From a post over at WhyDev.org:
If you have worked in international development, you have probably experienced isolation. It seems to be a fact of life in this industry. Field-based expat staff may be the only person at their level in their local office, or the only expat on the team (or one of very few), separated from their local staff counterparts by cultural, language, and organisational barriers. Even people working in the home office may feel isolated. Perhaps they don’t feel comfortable sharing their struggles with their boss. Or maybe the boss him/herself is the problem.
Many people working in aid and development tend to spend a lot of time talking about work with their spouses, partners, or close friends. This can be a great source of support. However, it can also put undue pressure on the person who is getting an earful. Over time, they may tire of hearing the same complaints. Someone who doesn’t work with you — or work in development — may not “get” your work context. And a spouse will likely have a hard time remaining neutral and impartial because they have a stake in their partner’s career success.
In situations of isolation, it’s great to work one-on-one with a professional coach or mentor. However, this is not always possible, practical, or financially feasible.

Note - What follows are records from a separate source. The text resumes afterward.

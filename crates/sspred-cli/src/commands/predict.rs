use crate::cli::{Cli, OutputFormat};
use crate::config::{self, AppConfig};
use crate::error::Result;
use crate::output;
use sspred::core::models::sequence::Sequence;
use sspred::workflows::predict::Predictor;
use std::io::Write;
use tracing::{info, warn};

pub fn run(sequence: &str, cli: &Cli) -> Result<()> {
    info!("Merging configuration from file and CLI arguments...");
    let app_config = config::load(cli)?;

    let stdout = std::io::stdout();
    predict_to(sequence, &app_config, stdout.lock())
}

fn predict_to<W: Write>(sequence: &str, app_config: &AppConfig, mut out: W) -> Result<()> {
    let predictor = Predictor::from_config(&app_config.core_config)?;
    let sequence = Sequence::from(sequence);

    for (index, residue) in sequence.non_standard_residues() {
        warn!(
            "Residue '{}' at position {} is not a standard amino-acid code; it contributes no propensity.",
            residue,
            index + 1
        );
    }

    let report = predictor.run(&sequence, &app_config.core_config.methods);
    for prediction in &report.predictions {
        info!(
            "{} composition: {}",
            prediction.method.label(),
            prediction.assignment.composition()
        );
    }

    match app_config.format {
        OutputFormat::Text => {
            let rendered = output::render_text(&report);
            if !rendered.is_empty() {
                writeln!(out, "{}", rendered.trim_end_matches('\n'))?;
            }
        }
        OutputFormat::Csv => output::write_csv(&report, &mut out)?,
    }
    out.flush()?;
    Ok(())
}
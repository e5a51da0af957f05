//! Kubernetes 이름 규칙 검증 (RFC 1123 DNS label)

/// DNS label 최대 길이
pub const MAX_DNS_LABEL_LEN: usize = 63;

/// 값이 RFC 1123 DNS label인지 검증합니다.
///
/// 소문자 영숫자와 `-`만 허용하며, 영숫자로 시작하고 끝나야 합니다.
/// 언더스코어는 허용되지 않습니다.
pub fn validate_dns_label(value: &str) -> Result<(), String> {
    if value.is_empty() {
        return Err("must not be empty".to_owned());
    }
    if value.len() > MAX_DNS_LABEL_LEN {
        return Err(format!(
            "length {} exceeds {MAX_DNS_LABEL_LEN} characters",
            value.len()
        ));
    }
    if let Some(bad) = value
        .chars()
        .find(|c| !(c.is_ascii_lowercase() || c.is_ascii_digit() || *c == '-'))
    {
        return Err(format!("contains invalid character '{bad}'"));
    }
    if value.starts_with('-') || value.ends_with('-') {
        return Err("must start and end with an alphanumeric character".to_owned());
    }
    Ok(())
}
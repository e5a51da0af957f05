//! A module with no implementation is counted, not failed.

use k3s_validator::modules::ModuleRegistry;
use k3s_validator_cluster::SimulatedCluster;
use k3s_validator_core::{Category, ModuleOutcome};

use crate::helpers::runs::{RunSpec, assert_fixture_released_once, module_outcome, results_of};

#[tokio::test(start_paused = true)]
async fn test_e2e_missing_ingress_module_does_not_stop_category() {
    let registry = ModuleRegistry::with_builtin_modules()
        .without(Category::K3sSpecific, "ingress-controller");
    let (cluster, outcome) = RunSpec::new(
        SimulatedCluster::healthy_cluster(1, 2),
        &[Category::K3sSpecific],
    )
    .registry(registry)
    .run()
    .await;
    let suite = &outcome.suite;

    assert_eq!(suite.missing_modules(), 1);
    assert_eq!(
        module_outcome(suite, "ingress-controller"),
        Some(&ModuleOutcome::Missing)
    );
    assert!(results_of(suite, "ingress-controller").is_empty());

    for module in ["service-lb", "local-path", "embedded-datastore", "agent-server"] {
        assert_eq!(
            module_outcome(suite, module),
            Some(&ModuleOutcome::Completed),
            "{module}"
        );
        assert!(!results_of(suite, module).is_empty(), "{module} recorded nothing");
    }
    assert_eq!(suite.failed(), 0, "unexpected failures: {:?}", suite.results());
    assert_eq!(outcome.exit_code(), 0);
    assert_fixture_released_once(&cluster).await;
}

#[tokio::test(start_paused = true)]
async fn test_e2e_disabled_module_is_not_counted_as_missing() {
    let mut spec = RunSpec::new(
        SimulatedCluster::healthy_cluster(3, 1),
        &[Category::Production],
    );
    spec.config
        .modules
        .enabled
        .insert("production/default-storage-class".to_owned(), false);
    let (_cluster, outcome) = spec.run().await;

    assert_eq!(outcome.suite.missing_modules(), 0);
    assert_eq!(
        module_outcome(&outcome.suite, "default-storage-class"),
        Some(&ModuleOutcome::Disabled)
    );
    assert!(results_of(&outcome.suite, "default-storage-class").is_empty());
}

An alternative that works well is peer coaching.
You can continue reading — and take a survey assessing whether there is a demand for peer coaching services — here if you think you might be interested in peer coaching related to international development.
I know I could have used a similar service when I spent eight months living in Antananarivo in 2004 when I collected the data for my dissertation. My wife — we had just gotten engaged back then — did get an earful, and she was very supportive. But when she left the US for Togo and it cost us $6 a minute to talk on the phone all of a sudden, we both lost our sources of support, and peer coaching would have been helpful.